Western blotting analysis was performed as described previously (27 (link)). Briefly, the cells were lysed with 1% SDS lysis buffer containing protease inhibitor cocktail and phosphatase inhibitor cocktail (Apexbio, Houston, USA). The protein concentration was determined by using a BCA protein assay reagent kit (Thermo Scientific). The protein content (18 μg) was separated by SDS-PAGE gels and transferred onto PVDF membranes (Millipore, Billerica, MA, USA).
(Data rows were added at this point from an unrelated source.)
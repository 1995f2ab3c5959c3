//! Feed data model.
//!
//! [`Review`] is what a source hands us; [`FeedItem`] is what the feed
//! displays. Review items are derived once from a review and afterwards only
//! change through image slot writes and the one-way "show more" expand.

mod gallery;
mod item;
mod rating;
mod review;

pub use gallery::PhotoGallery;
pub use item::{
    review_count_label, review_noun, FeedItem, FooterItem, ImageSlot, ItemId, ReviewItem,
    DEFAULT_MAX_LINES,
};
pub use rating::RatingGlyph;
pub use review::{Review, ReviewPage};
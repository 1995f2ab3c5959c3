use super::{Rect, TextMeasurer, TextStyle};
use crate::model::FooterItem;

/// Frames of the trailing review-count row.
#[derive(Debug, Clone, PartialEq)]
pub struct FooterLayout {
    pub label: Rect,
    pub height: f64,
}

/// Center the count label horizontally; the label sits half its own height
/// below the top edge, and the row ends at the label's bottom.
pub fn layout_footer<M>(footer: &FooterItem, max_width: f64, measurer: &M) -> FooterLayout
where
    M: TextMeasurer + ?Sized,
{
    let size = measurer.measure(footer.label(), TextStyle::ReviewCount, max_width.max(0.0));
    let label = Rect::new(
        (max_width - size.width) / 2.0,
        size.height / 2.0,
        size,
    );

    FooterLayout {
        height: label.max_y(),
        label,
    }
}
use super::FeedEvent;
use crate::images::ImageCache;
use crate::model::ReviewItem;
use tokio::sync::mpsc;

/// Fills the image slots of freshly created review items.
///
/// Every slot gets its own task; completions arrive on the controller's event
/// channel in whatever order the fetches finish. A failed slot stays empty
/// for good: the failure is logged and nothing else happens.
#[derive(Clone)]
pub struct ImagePopulator {
    cache: ImageCache,
    events: mpsc::Sender<FeedEvent>,
}

impl ImagePopulator {
    pub fn new(cache: ImageCache, events: mpsc::Sender<FeedEvent>) -> Self {
        Self { cache, events }
    }

    pub fn cache(&self) -> &ImageCache {
        &self.cache
    }

    /// Start fetching every slot of `item`. Returns the number of tasks
    /// spawned; never waits for any of them.
    pub fn populate(&self, generation: u64, item: &ReviewItem) -> usize {
        let mut spawned = 0;

        for (slot, url) in item.slots() {
            let cache = self.cache.clone();
            let events = self.events.clone();
            let item_id = item.id();
            let url = url.clone();

            tokio::spawn(async move {
                match cache.get_or_fetch(&url).await {
                    Ok(image) => {
                        let event = FeedEvent::ImageLoaded {
                            generation,
                            item_id,
                            slot,
                            image,
                        };
                        if events.send(event).await.is_err() {
                            tracing::trace!(%item_id, %slot, "Feed closed before image arrived");
                        }
                    }
                    Err(e) => {
                        tracing::debug!(
                            %item_id,
                            %slot,
                            url = %url,
                            error = %e,
                            "Image slot left empty"
                        );
                    }
                }
            });
            spawned += 1;
        }

        spawned
    }
}
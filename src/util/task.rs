use futures::FutureExt;
use std::future::Future;
use std::panic::AssertUnwindSafe;

/// Run `future`, turning a panic inside it into `Err(panic message)`.
pub(crate) async fn catch_task_panic<F, T>(future: F) -> Result<T, String>
where
    F: Future<Output = T>,
{
    AssertUnwindSafe(future).catch_unwind().await.map_err(|panic| {
        if let Some(s) = panic.downcast_ref::<&'static str>() {
            s.to_string()
        } else if let Some(s) = panic.downcast_ref::<String>() {
            s.clone()
        } else {
            "unknown panic payload".to_string()
        }
    })
}
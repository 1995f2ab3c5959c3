/// A point in layout units (points, not pixels).
#[derive(Debug, Clone, Copy, Default, PartialEq)]
pub struct Point {
    pub x: f64,
    pub y: f64,
}

#[derive(Debug, Clone, Copy, Default, PartialEq)]
pub struct Size {
    pub width: f64,
    pub height: f64,
}

impl Size {
    pub const ZERO: Size = Size::new(0.0, 0.0);

    pub const fn new(width: f64, height: f64) -> Self {
        Self { width, height }
    }
}

#[derive(Debug, Clone, Copy, Default, PartialEq)]
pub struct Rect {
    pub origin: Point,
    pub size: Size,
}

impl Rect {
    pub fn new(x: f64, y: f64, size: Size) -> Self {
        Self {
            origin: Point { x, y },
            size,
        }
    }

    pub fn min_x(&self) -> f64 {
        self.origin.x
    }

    pub fn min_y(&self) -> f64 {
        self.origin.y
    }

    pub fn max_x(&self) -> f64 {
        self.origin.x + self.size.width
    }

    pub fn max_y(&self) -> f64 {
        self.origin.y + self.size.height
    }

    pub fn mid_x(&self) -> f64 {
        self.origin.x + self.size.width / 2.0
    }

    pub fn mid_y(&self) -> f64 {
        self.origin.y + self.size.height / 2.0
    }
}

/// Padding between a cell's edges and its content.
#[derive(Debug, Clone, Copy, Default, PartialEq)]
pub struct Insets {
    pub top: f64,
    pub left: f64,
    pub bottom: f64,
    pub right: f64,
}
The PVDF membranes were blocked overnight by 5% fat free milk in TBST at 4°C, followed by incubation at 4°C for 12 h with primary antibodies for anti-β-actin (1:5000) (Sigma), anti-β-Tubulin (1:5000) (TransGen Biotech), anti-ACSL1 (1:1000) (Cell Signaling Technology), ACC (1:1000) (Cell Signaling Technology), HK2 (1:1000) (Cell Signaling Technology), ACAA1 (1:1000) (Cell Signaling Technology), E-cadherin (1:1000) (Bioworld), N-cadherin (1:1000) (Bioworld), Twist1 (1:1000) (Cell Signaling Technology), respectively. The membranes were washed with TBST and incubated for 1.5 h with the corresponding HRP-conjugated secondary antibodies. The bands were visualized with ECL reagents (Merck, Billerica, MA, USA). The western blots were analyzed with the Image Lab Software (BIO-RAD, USA), and the program included an application with protein gels; the image exposure time to was set to 16 s.